What Hailo brings to the market is the ability to have the kind of performance levels that manufacturers are getting from ‘“monster” GPUs that are very good but are costly and consume a lot of power—on top of the cooling challenges. “We bring this kind of performance level in production-grade silicon devices that consume tenths of the power and cost much less,” says Danon. “We enable a setup similar to what is delivered by GPUs, but at lower power and lower cost. This is particularly important as the setup with these “monster” GPUs is only commercially viable in high-end cars which can sustain the cost and additional complexity of getting rid of the heat.”

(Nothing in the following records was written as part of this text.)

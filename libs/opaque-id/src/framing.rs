//! Serialized form of an opaque ID: `type|id` or `type|id|metadata`.
//!
//! Inside the type and id fields a literal `|` is written `\|` and a literal
//! `\` is written `\\`. Any other backslash is kept as-is when reading, so
//! fields without either character serialize exactly as the plain
//! delimiter-joined form. The metadata field is everything after the second
//! unescaped delimiter and is never escaped.

/// Field delimiter.
pub const DELIMITER: char = '|';

const ESCAPE: char = '\\';

/// Fields recovered from a serialized opaque ID.
#[derive(Debug, Clone, PartialEq, Eq, Default)]
pub struct Fields<'a> {
    /// First field. Always present, possibly empty.
    pub type_tag: String,
    /// Second field, if a delimiter followed the type.
    pub id: Option<String>,
    /// Raw remainder after the second delimiter.
    pub metadata: Option<&'a str>,
}

/// Joins the fields into the serialized form.
pub fn join(type_tag: &str, id: &str, metadata: Option<&str>) -> String {
    let mut out = String::with_capacity(
        type_tag.len() + id.len() + metadata.map_or(0, |m| m.len() + 1) + 1,
    );
    push_escaped(&mut out, type_tag);
    out.push(DELIMITER);
    push_escaped(&mut out, id);
    if let Some(metadata) = metadata {
        out.push(DELIMITER);
        out.push_str(metadata);
    }
    out
}

/// Splits a serialized form into its fields.
///
/// Never fails: a string without a delimiter yields only the type field.
pub fn split(serialized: &str) -> Fields<'_> {
    let (type_tag, rest) = read_field(serialized);
    let Some(rest) = rest else {
        return Fields {
            type_tag,
            ..Fields::default()
        };
    };

    let (id, metadata) = read_field(rest);
    Fields {
        type_tag,
        id: Some(id),
        metadata,
    }
}

fn push_escaped(out: &mut String, field: &str) {
    for c in field.chars() {
        if c == DELIMITER || c == ESCAPE {
            out.push(ESCAPE);
        }
        out.push(c);
    }
}

/// Reads one escaped field, returning it and the input after its delimiter.
fn read_field(input: &str) -> (String, Option<&str>) {
    let mut field = String::new();
    let mut chars = input.char_indices().peekable();

    while let Some((i, c)) = chars.next() {
        match c {
            ESCAPE => match chars.peek() {
                Some(&(_, next)) if next == DELIMITER || next == ESCAPE => {
                    field.push(next);
                    chars.next();
                }
                _ => field.push(ESCAPE),
            },
            DELIMITER => return (field, Some(&input[i + DELIMITER.len_utf8()..])),
            _ => field.push(c),
        }
    }

    (field, None)
}

#[cfg(test)]
mod tests {
    use super::*;

    #[test]
    fn test_join_plain_fields() {
        assert_eq!(join("Type", "abc", None), "Type|abc");
        assert_eq!(join("", "12345", None), "|12345");
        assert_eq!(
            join("Type", "abc", Some(r#"{"name":"Test"}"#)),
            r#"Type|abc|{"name":"Test"}"#
        );
    }

    #[test]
    fn test_join_escapes_delimiter_and_backslash() {
        assert_eq!(join("A|B", r"x\y", None), r"A\|B|x\\y");
    }

    #[test]
    fn test_split_without_delimiter() {
        let fields = split("garbage");
        assert_eq!(fields.type_tag, "garbage");
        assert_eq!(fields.id, None);
        assert_eq!(fields.metadata, None);
    }

    #[test]
    fn test_split_two_fields() {
        let fields = split("Type|abc");
        assert_eq!(fields.type_tag, "Type");
        assert_eq!(fields.id.as_deref(), Some("abc"));
        assert_eq!(fields.metadata, None);
    }

    #[test]
    fn test_split_keeps_metadata_tail_intact() {
        let fields = split(r#"Type|abc|{"note":"a|b"}"#);
        assert_eq!(fields.id.as_deref(), Some("abc"));
        assert_eq!(fields.metadata, Some(r#"{"note":"a|b"}"#));
    }

    #[test]
    fn test_split_empty_metadata_field() {
        let fields = split("Type|abc|");
        assert_eq!(fields.metadata, Some(""));
    }

    #[test]
    fn test_split_unescapes() {
        let serialized = join("we|rd", r"a\|b", Some("{}"));
        let fields = split(&serialized);
        assert_eq!(fields.type_tag, "we|rd");
        assert_eq!(fields.id.as_deref(), Some(r"a\|b"));
        assert_eq!(fields.metadata, Some("{}"));
    }

    #[test]
    fn test_split_keeps_unknown_escapes() {
        let fields = split(r"T|C:\temp\x");
        assert_eq!(fields.id.as_deref(), Some(r"C:\temp\x"));

        let fields = split(r"T|trailing\");
        assert_eq!(fields.id.as_deref(), Some(r"trailing\"));
    }

    #[test]
    fn test_split_multibyte_fields() {
        let fields = split("Ünïcode|ид|{}");
        assert_eq!(fields.type_tag, "Ünïcode");
        assert_eq!(fields.id.as_deref(), Some("ид"));
        assert_eq!(fields.metadata, Some("{}"));
    }
}
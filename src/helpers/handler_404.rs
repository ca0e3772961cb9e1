use axum::http::StatusCode;
use axum::response::IntoResponse;

pub async fn page_not_found_handler() -> impl IntoResponse {
    (StatusCode::NOT_FOUND, "Oops looks like you landed at the wrong endpoint")
}
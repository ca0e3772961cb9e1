use std::net::SocketAddr;
use std::sync::Arc;
use anyhow::Context;
use axum::http::HeaderValue;
use axum::Router;
use minijinja::Environment;
use reqwest::header::{AUTHORIZATION, CONTENT_TYPE};
use reqwest::Method;
use tower::ServiceBuilder;
use tower_http::cors::{Any, CorsLayer};
use tracing::info;
use crate::clients::google_places::GooglePlacesClient;
use crate::config::Config;
use crate::helpers::handler_404::page_not_found_handler;

pub mod health_check;
pub mod home_controller;
pub mod restaurant_controller;

#[derive(Clone)]
pub struct AppState {
    pub places_client: Arc<GooglePlacesClient>,
    pub templates: Arc<Environment<'static>>,
}

pub async fn serve(
    config: &Config,
) -> anyhow::Result<()> {
    let app_state = AppState {
        places_client: Arc::new(GooglePlacesClient::new(
            reqwest::Client::new(),
            config.google_api_key.clone(),
        )),
        templates: Arc::new(template_environment()?),
    };

    let application = router_endpoints(app_state)
        .layer(
            ServiceBuilder::new()
                .layer(cors_layer(config)?)
        )
        .fallback(page_not_found_handler);

    let port = SocketAddr::from(([0, 0, 0, 0], config.port));
    info!("API server listening on port: {}", port);
    axum::Server::bind(&port)
        .serve(application.into_make_service())
        .await
        .context("Error spinning up the API server")
}

pub fn router_endpoints(app_state: AppState) -> Router {
    Router::new()
        .merge(home_controller::router(app_state.clone()))
        .nest("/restaurants", restaurant_controller::router(app_state))
        .merge(health_check::router())
}

fn cors_layer(config: &Config) -> anyhow::Result<CorsLayer> {
    let layer = match &config.origin_urls {
        Some(origin_urls) => {
            let origins = origin_urls
                .split(',')
                .map(|s| s.trim().parse())
                .collect::<Result<Vec<HeaderValue>, _>>()
                .context("Invalid origin in ORIGIN_URLS")?;

            CorsLayer::new()
                .allow_methods([Method::GET, Method::POST])
                .allow_origin(origins)
                .allow_headers([AUTHORIZATION, CONTENT_TYPE])
                .allow_credentials(true)
        }
        None => CorsLayer::new()
            .allow_methods(Any)
            .allow_origin(Any)
            .allow_headers(Any),
    };

    Ok(layer)
}

fn template_environment() -> anyhow::Result<Environment<'static>> {
    let mut environment = Environment::new();
    environment
        .add_template("index.html", include_str!("../../templates/index.html"))
        .context("Failed to register the homepage template")?;

    Ok(environment)
}
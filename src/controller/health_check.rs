use axum::http::StatusCode;
use axum::routing::get;
use axum::Router;

pub fn router() -> Router {
    Router::new().route("/health", get(get_health_check))
}

/// Liveness probe for the hosting platform
async fn get_health_check() -> Result<StatusCode, StatusCode>
{
    Ok(StatusCode::OK)
}
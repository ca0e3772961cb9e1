use serde::{Deserialize, Serialize};
use crate::clients::google_places::GooglePlace;

#[derive(Clone, Serialize, Deserialize, Debug, PartialEq)]
pub struct Restaurant {
    pub name: String,
    pub rating: f64,
    /// Never filled in from the provider response, kept so the serialized
    /// shape stays compatible with existing consumers.
    pub cuisine: Option<String>,
    pub price_level: Option<u8>,
    pub address: Option<String>,
    pub place_id: String,
}

impl From<GooglePlace> for Restaurant {
    fn from(place: GooglePlace) -> Self {
        Self {
            name: place.name,
            rating: place.rating,
            cuisine: None,
            price_level: place.price_level,
            address: place.formatted_address,
            place_id: place.place_id,
        }
    }
}

#[derive(Clone, Debug)]
pub struct SearchFilters {
    pub min_rating: f64,
    pub max_price: Option<u8>,
    pub limit: usize,
}

/// Narrows the list to records matching the filters, orders it best rated
/// first and cuts it down to at most `limit` entries. A place that reports
/// no price tier never satisfies a price ceiling. The sort is stable, so
/// equally rated places keep their provider order.
pub fn filter_and_rank(
    restaurants: Vec<Restaurant>,
    filters: &SearchFilters,
) -> Vec<Restaurant> {
    let mut matched: Vec<Restaurant> = restaurants
        .into_iter()
        .filter(|restaurant| restaurant.rating >= filters.min_rating)
        .filter(|restaurant| match filters.max_price {
            Some(max_price) => restaurant
                .price_level
                .map_or(false, |level| level <= max_price),
            None => true,
        })
        .collect();

    matched.sort_by(|a, b| b.rating.total_cmp(&a.rating));
    matched.truncate(filters.limit);
    matched
}
impl SlotTypeStore {
    pub fn new(gateway: Arc<dyn ConfigSyncGateway>) -> Self {
        Self::with_policy(gateway, EditPolicy::default())
    }

    pub fn with_policy(gateway: Arc<dyn ConfigSyncGateway>, policy: EditPolicy) -> Self {
        Self {
            gateway,
            state: Arc::new(RwLock::new(SlotState {
                slot_types: Vec::new(),
                edits: RowEditController::new(policy),
                sync: SyncTracker::default(),
            })),
        }
    }

    /// Replaces the collection with the service's slot types, in service order.
    pub async fn load(&self) -> ScheduleResult<()> {
        let cancel = self.state.read().await.sync.token();
        let slot_types = match self.gateway.list_slot_types(&cancel).await {
            Ok(slot_types) => slot_types,
            Err(err) => {
                warn!("Failed to load slot types: {}", err);
                return Err(err);
            }
        };

        if let Some(slot_type) = slot_types
            .iter()
            .find(|slot_type| slot_type.window.validate().is_err())
        {
            return Err(ScheduleError::Sync(eyre::eyre!(
                "clinic settings service returned an inverted window for slot type {}: {}",
                slot_type.id,
                slot_type.window
            )));
        }

        let mut state = self.state.write().await;
        state.slot_types = slot_types;
        state.sync.mark_loaded();
        info!("Loaded {} slot types", state.slot_types.len());
        Ok(())
    }

    pub async fn slot_types(&self) -> Vec<SlotType> {
        self.state.read().await.slot_types.clone()
    }

    pub async fn slot_type(&self, id: &SlotTypeId) -> Option<SlotType> {
        self.state.read().await.slot(id).ok().cloned()
    }

    pub async fn draft(&self, key: &SlotKey) -> Option<SlotDraft> {
        self.state.read().await.edits.draft(key).cloned()
    }

    pub async fn edit_state(&self) -> SlotEditState {
        self.state.read().await.edits.state().clone()
    }

    pub async fn editing(&self) -> Option<SlotKey> {
        self.state.read().await.edits.editing().cloned()
    }

    pub async fn is_stale(&self) -> bool {
        self.state.read().await.sync.is_stale()
    }

    pub async fn last_synced_at(&self) -> Option<DateTime<Utc>> {
        self.state.read().await.sync.last_synced_at()
    }

    pub async fn is_in_flight(&self, key: &SlotKey) -> bool {
        self.state.read().await.sync.is_in_flight(key)
    }

    pub async fn cancel_in_flight(&self) {
        self.state.write().await.sync.cancel_all();
    }

    /// Opens an existing slot type for editing.
    pub async fn begin_edit(
        &self,
        id: &SlotTypeId,
    ) -> ScheduleResult<Option<Discarded<SlotKey, SlotDraft>>> {
        let mut state = self.state.write().await;
        let draft = SlotDraft::from_slot_type(state.slot(id)?);
        state.edits.begin_edit(SlotKey::Id(id.clone()), draft)
    }

    /// Opens a blank, unsaved row of `category` as the edit target.
    pub async fn begin_add(
        &self,
        category: SlotCategory,
    ) -> ScheduleResult<Option<Discarded<SlotKey, SlotDraft>>> {
        let mut state = self.state.write().await;
        state.edits.begin_edit(SlotKey::Draft, SlotDraft::new(category))
    }

    pub async fn cancel_edit(&self) -> Option<Discarded<SlotKey, SlotDraft>> {
        self.state.write().await.edits.cancel_edit()
    }

    /// Changes one text field of `key`'s draft. An existing row becomes the
    /// edit target first if needed; the unsaved row must have been opened by
    /// `begin_add`.
    pub async fn set_field(
        &self,
        key: &SlotKey,
        field: SlotField,
        value: &str,
    ) -> ScheduleResult<()> {
        let mut state = self.state.write().await;
        state.sync.ensure_idle(key)?;
        state.ensure_editing(key)?;
        state.edits.draft_mut(key)?.set(field, value);
        Ok(())
    }

    /// Replaces the day set of `key`'s draft; persisted by the next `save`.
    ///
    /// Only recurring day-off types carry days; a regular type is rejected.
    pub async fn update_days(&self, key: &SlotKey, days: WeekdaySet) -> ScheduleResult<()> {
        let mut state = self.state.write().await;
        state.sync.ensure_idle(key)?;
        let category = match (state.edits.draft(key), key) {
            (Some(draft), _) => Some(draft.category),
            (None, SlotKey::Id(id)) => Some(state.slot(id)?.category),
            (None, SlotKey::Draft) => None,
        };
        if category.is_some_and(|category| !category.uses_days()) {
            return Err(ScheduleError::Validation(
                "only recurring day-off slot types have a day set".into(),
            ));
        }
        state.ensure_editing(key)?;
        state.edits.draft_mut(key)?.days = days;
        debug!("Days of {:?} are now {}", key, days);
        Ok(())
    }

    /// Validates and persists the row being edited under `key`.
    ///
    /// A draft row is created remotely; an existing row is updated. Returns
    /// the id of the persisted row. On failure the edit stays open.
    pub async fn save(&self, key: &SlotKey) -> ScheduleResult<SlotTypeId> {
        let (fields, generation, cancel) = {
            let mut state = self.state.write().await;
            let draft = state.edits.draft(key).cloned().ok_or_else(|| {
                ScheduleError::EditConflict(format!("{:?} is not being edited", key))
            })?;
            let mut fields = draft.to_fields()?;
            if let SlotKey::Id(id) = key {
                // Booking is toggled outside the edit session.
                fields.allow_booking = state.slot(id)?.allow_booking;
            }
            let cancel = state.sync.begin_request(key)?;
            (fields, state.sync.generation(), cancel)
        };

        let outcome = match key {
            SlotKey::Draft => self
                .gateway
                .create_slot_type(&fields, &cancel)
                .await
                .map(Some),
            SlotKey::Id(id) => self
                .gateway
                .update_slot_type(id, &fields, &cancel)
                .await
                .map(|()| None),
        };

        let id = {
            let mut state = self.state.write().await;
            state.sync.end_request(key);
            let created = match outcome {
                Ok(created) => created,
                Err(err) => {
                    warn!("Saving slot type {:?} failed: {}", key, err);
                    return Err(err);
                }
            };
            state.edits.finish(key);
            let current = state.sync.generation() == generation;
            match (created, key) {
                (Some(slot_type), _) => {
                    let id = slot_type.id.clone();
                    if current {
                        state.slot_types.push(slot_type);
                    }
                    id
                }
                (None, SlotKey::Id(id)) => {
                    if current {
                        if let Ok(slot_type) = state.slot_mut(id) {
                            *slot_type = SlotType::from_fields(id.clone(), fields.clone());
                        }
                    }
                    id.clone()
                }
                (None, SlotKey::Draft) => {
                    return Err(ScheduleError::Sync(eyre::eyre!(
                        "create returned no slot type"
                    )));
                }
            }
        };

        info!("Saved slot type {} ({})", id, fields.label);
        self.resync().await;
        Ok(id)
    }

    /// Creates a slot type directly, without an edit session.
    pub async fn add(&self, fields: NewSlotType) -> ScheduleResult<SlotType> {
        let fields = fields.normalized();
        fields.validate()?;

        let (generation, cancel) = {
            let state = self.state.read().await;
            (state.sync.generation(), state.sync.token())
        };
        let created = match self.gateway.create_slot_type(&fields, &cancel).await {
            Ok(created) => created,
            Err(err) => {
                warn!("Adding slot type '{}' failed: {}", fields.label, err);
                return Err(err);
            }
        };

        {
            let mut state = self.state.write().await;
            if state.sync.generation() == generation {
                state.slot_types.push(created.clone());
            }
        }
        info!("Added slot type {} ({})", created.id, created.label);
        self.resync().await;
        Ok(created)
    }

    /// Flips `allow_booking` locally and persists it immediately.
    pub async fn toggle_booking(&self, id: &SlotTypeId) -> ScheduleResult<bool> {
        let key = SlotKey::Id(id.clone());
        let (snapshot, fields, cancel) = {
            let mut state = self.state.write().await;
            let mut fields = state.slot(id)?.fields();
            let snapshot = ToggleSnapshot {
                key: id.clone(),
                original: fields.allow_booking,
                generation: state.sync.generation(),
            };
            fields.allow_booking = !fields.allow_booking;
            let cancel = state.sync.begin_request(&key)?;
            if let Ok(slot_type) = state.slot_mut(id) {
                slot_type.allow_booking = fields.allow_booking;
            }
            (snapshot, fields, cancel)
        };

        let result = self.gateway.update_slot_type(id, &fields, &cancel).await;
        self.state.write().await.sync.end_request(&key);

        match result {
            Ok(()) => {
                info!(
                    "Booking for slot type {} is now {}",
                    id,
                    if fields.allow_booking { "allowed" } else { "blocked" }
                );
                self.resync().await;
                Ok(fields.allow_booking)
            }
            Err(err) => {
                warn!("Toggling booking for slot type {} failed, reverting: {}", id, err);
                self.revert_toggle(snapshot).await;
                self.resync().await;
                Err(err)
            }
        }
    }

    /// Restores `allow_booking` from `snapshot` unless the collection was
    /// reloaded since the snapshot was taken.
    pub async fn revert_toggle(&self, snapshot: ToggleSnapshot<SlotTypeId>) -> bool {
        let mut state = self.state.write().await;
        if state.sync.generation() != snapshot.generation {
            debug!("Skipping revert of {}: collection was reloaded", snapshot.key);
            return false;
        }
        match state.slot_mut(&snapshot.key) {
            Ok(slot_type) => {
                slot_type.allow_booking = snapshot.original;
                true
            }
            Err(_) => false,
        }
    }

    /// Deletes a slot type remotely, then locally.
    ///
    /// On failure the collection is fetched again; the row is never restored
    /// from local memory.
    pub async fn delete(&self, id: &SlotTypeId) -> ScheduleResult<()> {
        let key = SlotKey::Id(id.clone());
        let (generation, cancel) = {
            let mut state = self.state.write().await;
            state.slot(id)?;
            let cancel = state.sync.begin_request(&key)?;
            (state.sync.generation(), cancel)
        };

        let result = self.gateway.delete_slot_type(id, &cancel).await;

        {
            let mut state = self.state.write().await;
            state.sync.end_request(&key);
            if result.is_ok() {
                state.edits.discard(&key);
                if state.sync.generation() == generation {
                    state.slot_types.retain(|slot_type| &slot_type.id != id);
                }
            }
        }

        match result {
            Ok(()) => {
                info!("Deleted slot type {}", id);
                self.resync().await;
                Ok(())
            }
            Err(err) => {
                warn!("Deleting slot type {} failed, re-fetching: {}", id, err);
                self.resync().await;
                Err(err)
            }
        }
    }

    async fn resync(&self) {
        if let Err(err) = self.load().await {
            warn!("Slot types may be stale: {}", err);
            self.state.write().await.sync.mark_stale();
        }
    }
}
//! # Clinic Schedule Engine
//!
//! Client-side state for a clinic's weekly operating hours and slot types,
//! kept consistent with the clinic settings service through a
//! [`ConfigSyncGateway`].
//!
//! Both collections allow at most one row in edit mode at a time. Writes are
//! followed by a fresh load, so the local mirror always ends up reflecting
//! what the service stored rather than what was optimistically assumed.

use std::sync::Arc;

use chrono::Weekday;
use clinicsched_core::{ScheduleResult, models::slot_type::SlotType};
use clinicsched_gateway::ConfigSyncGateway;

pub mod operating_hours;
pub mod row_edit;
pub mod slot_types;
pub mod sync;

pub use operating_hours::{OperatingHoursStore, WindowDraft, WindowField};
pub use row_edit::{Discarded, EditPolicy, EditSession, RowEditController, RowEditState};
pub use slot_types::{SlotDraft, SlotField, SlotKey, SlotTypeStore};
pub use sync::ToggleSnapshot;

/// Both stores over one shared gateway.
#[derive(Clone)]
pub struct ScheduleEngine {
    hours: OperatingHoursStore,
    slot_types: SlotTypeStore,
}

impl ScheduleEngine {
    pub fn new(gateway: Arc<dyn ConfigSyncGateway>) -> Self {
        Self::with_policy(gateway, EditPolicy::default())
    }

    pub fn with_policy(gateway: Arc<dyn ConfigSyncGateway>, policy: EditPolicy) -> Self {
        Self {
            hours: OperatingHoursStore::with_policy(gateway.clone(), policy),
            slot_types: SlotTypeStore::with_policy(gateway, policy),
        }
    }

    pub fn operating_hours(&self) -> &OperatingHoursStore {
        &self.hours
    }

    pub fn slot_types(&self) -> &SlotTypeStore {
        &self.slot_types
    }

    /// Loads both collections concurrently. Each keeps its previous state if
    /// its own load fails; the first error is returned.
    pub async fn load_all(&self) -> ScheduleResult<()> {
        let (hours, slot_types) = tokio::join!(self.hours.load(), self.slot_types.load());
        hours?;
        slot_types
    }

    /// Slot types a booking client may be offered on `day`.
    ///
    /// The clinic must be open that day, the type must allow booking and
    /// apply on that day, and its window must lie inside the opening window.
    pub async fn bookable_slot_types(&self, day: Weekday) -> Vec<SlotType> {
        let Some(entry) = self.hours.entry(day).await else {
            return Vec::new();
        };
        if !entry.enabled {
            return Vec::new();
        }
        self.slot_types
            .slot_types()
            .await
            .into_iter()
            .filter(|slot_type| {
                slot_type.allow_booking
                    && slot_type.applies_on(day)
                    && entry.window.covers(&slot_type.window)
            })
            .collect()
    }

    pub async fn cancel_in_flight(&self) {
        self.hours.cancel_in_flight().await;
        self.slot_types.cancel_in_flight().await;
    }
}
use std::collections::HashSet;
use std::fmt::Debug;
use std::hash::Hash;

use chrono::{DateTime, Utc};
use clinicsched_core::{ScheduleError, ScheduleResult};
use tokio_util::sync::CancellationToken;
use tracing::debug;

/// The value a row held before an optimistic toggle, captured so a failed
/// toggle restores exactly that value rather than flipping again.
#[derive(Debug, Clone, PartialEq, Eq)]
pub struct ToggleSnapshot<K> {
    pub key: K,
    pub original: bool,
    /// Sync generation the toggle started from. A revert is skipped once a
    /// newer load has replaced the collection.
    pub generation: u64,
}

/// Freshness and in-flight bookkeeping for one collection.
#[derive(Debug)]
pub(crate) struct SyncTracker<K> {
    generation: u64,
    stale: bool,
    last_synced_at: Option<DateTime<Utc>>,
    in_flight: HashSet<K>,
    cancel: CancellationToken,
}

impl<K> Default for SyncTracker<K> {
    fn default() -> Self {
        Self {
            generation: 0,
            stale: false,
            last_synced_at: None,
            in_flight: HashSet::new(),
            cancel: CancellationToken::new(),
        }
    }
}

impl<K> SyncTracker<K>
where
    K: Eq + Hash + Clone + Debug,
{
    /// Bumped every time a fetched collection replaces the local one.
    pub(crate) fn generation(&self) -> u64 {
        self.generation
    }

    pub(crate) fn mark_loaded(&mut self) {
        self.generation += 1;
        self.stale = false;
        self.last_synced_at = Some(Utc::now());
    }

    pub(crate) fn mark_stale(&mut self) {
        self.stale = true;
    }

    pub(crate) fn is_stale(&self) -> bool {
        self.stale
    }

    pub(crate) fn last_synced_at(&self) -> Option<DateTime<Utc>> {
        self.last_synced_at
    }

    /// Claims `key` for one gateway call. Only one call per row may be in flight.
    pub(crate) fn begin_request(&mut self, key: &K) -> ScheduleResult<CancellationToken> {
        if !self.in_flight.insert(key.clone()) {
            return Err(ScheduleError::EditConflict(format!(
                "a request for {:?} is already in flight",
                key
            )));
        }
        Ok(self.cancel.child_token())
    }

    pub(crate) fn end_request(&mut self, key: &K) {
        self.in_flight.remove(key);
    }

    pub(crate) fn is_in_flight(&self, key: &K) -> bool {
        self.in_flight.contains(key)
    }

    /// Fails while a request for `key` is outstanding; its draft must not
    /// change under a save that has already been sent.
    pub(crate) fn ensure_idle(&self, key: &K) -> ScheduleResult<()> {
        if self.is_in_flight(key) {
            return Err(ScheduleError::EditConflict(format!(
                "{:?} has a request in flight",
                key
            )));
        }
        Ok(())
    }

    /// Token for calls that are not tied to a row, such as loads.
    pub(crate) fn token(&self) -> CancellationToken {
        self.cancel.child_token()
    }

    pub(crate) fn cancel_all(&mut self) {
        if !self.in_flight.is_empty() {
            debug!("cancelling requests for {:?}", self.in_flight);
        }
        self.cancel.cancel();
        self.cancel = CancellationToken::new();
    }
}
use std::fmt;

use chrono::Weekday;
use serde::{Deserialize, Deserializer, Serialize, Serializer, de, ser::SerializeSeq};

use crate::errors::{ScheduleError, ScheduleResult};

/// The seven weekdays in canonical Mon→Sun order.
pub const WEEK: [Weekday; 7] = [
    Weekday::Mon,
    Weekday::Tue,
    Weekday::Wed,
    Weekday::Thu,
    Weekday::Fri,
    Weekday::Sat,
    Weekday::Sun,
];

/// Short label used on the wire and in the UI (`Mon`…`Sun`).
pub fn weekday_label(day: Weekday) -> &'static str {
    match day {
        Weekday::Mon => "Mon",
        Weekday::Tue => "Tue",
        Weekday::Wed => "Wed",
        Weekday::Thu => "Thu",
        Weekday::Fri => "Fri",
        Weekday::Sat => "Sat",
        Weekday::Sun => "Sun",
    }
}

/// Parses a short or full weekday name, case-insensitively.
pub fn parse_weekday(label: &str) -> ScheduleResult<Weekday> {
    label
        .trim()
        .parse::<Weekday>()
        .map_err(|_| ScheduleError::Validation(format!("unknown weekday '{}'", label)))
}

/// An unordered subset of the seven weekdays.
///
/// Storage order never matters: equality is set equality and [`to_list`]
/// always yields canonical Mon→Sun order.
///
/// [`to_list`]: WeekdaySet::to_list
#[derive(Clone, Copy, Default, PartialEq, Eq, Hash)]
pub struct WeekdaySet(u8);

impl WeekdaySet {
    pub fn new() -> Self {
        WeekdaySet(0)
    }

    pub fn all() -> Self {
        WEEK.into_iter().collect()
    }

    fn bit(day: Weekday) -> u8 {
        1 << day.num_days_from_monday()
    }

    /// Returns true if the day was not already present.
    pub fn add(&mut self, day: Weekday) -> bool {
        let absent = !self.contains(day);
        self.0 |= Self::bit(day);
        absent
    }

    /// Returns true if the day was present.
    pub fn remove(&mut self, day: Weekday) -> bool {
        let present = self.contains(day);
        self.0 &= !Self::bit(day);
        present
    }

    pub fn contains(&self, day: Weekday) -> bool {
        self.0 & Self::bit(day) != 0
    }

    pub fn iter(&self) -> impl Iterator<Item = Weekday> + '_ {
        WEEK.into_iter().filter(move |day| self.contains(*day))
    }

    pub fn to_list(&self) -> Vec<Weekday> {
        self.iter().collect()
    }

    pub fn len(&self) -> usize {
        self.0.count_ones() as usize
    }

    pub fn is_empty(&self) -> bool {
        self.0 == 0
    }
}

impl FromIterator<Weekday> for WeekdaySet {
    fn from_iter<I: IntoIterator<Item = Weekday>>(iter: I) -> Self {
        let mut set = WeekdaySet::new();
        set.extend(iter);
        set
    }
}

impl Extend<Weekday> for WeekdaySet {
    fn extend<I: IntoIterator<Item = Weekday>>(&mut self, iter: I) {
        for day in iter {
            self.add(day);
        }
    }
}

impl fmt::Debug for WeekdaySet {
    fn fmt(&self, f: &mut fmt::Formatter<'_>) -> fmt::Result {
        f.debug_set().entries(self.iter().map(weekday_label)).finish()
    }
}

impl fmt::Display for WeekdaySet {
    fn fmt(&self, f: &mut fmt::Formatter<'_>) -> fmt::Result {
        let labels: Vec<&str> = self.iter().map(weekday_label).collect();
        f.write_str(&labels.join(", "))
    }
}

impl Serialize for WeekdaySet {
    fn serialize<S: Serializer>(&self, serializer: S) -> Result<S::Ok, S::Error> {
        let mut seq = serializer.serialize_seq(Some(self.len()))?;
        for day in self.iter() {
            seq.serialize_element(weekday_label(day))?;
        }
        seq.end()
    }
}

impl<'de> Deserialize<'de> for WeekdaySet {
    fn deserialize<D: Deserializer<'de>>(deserializer: D) -> Result<Self, D::Error> {
        let labels = Vec::<String>::deserialize(deserializer)?;
        labels
            .iter()
            .map(|label| parse_weekday(label).map_err(de::Error::custom))
            .collect()
    }
}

One important decision that Hailo made contrary to some other processors in the market is not to be a closed garden, where customers are basically getting the standard package—same with everybody else—that they cannot play with too much to differentiate themselves. “Rather, we have an open platform with a great engine structure, in which each player can build their own level of differentiation according to the effort they want to invest,” says Danon.

Outlook

“It’s a really exciting period for the industry,” Danon says. “Things are materializing. A year or two ago the focus was research to initial deployment. Now, things are going into real deployment and in scale. It’s a fascinating period to work in this sector.”

Apart from the “practical” applications in the automotive market, Danon is seeing opportunities also in the industrial automation sector.

“I think many companies are deploying security and management solutions for buildings or smart cities, leading to the industry growing on a much wider scale than how it used to in the past. All these things are happening and accelerating very nicely. There was some shakeup during the coronavirus pandemic, and nobody knew where things were going, but now things are back on track,” concludes Danon.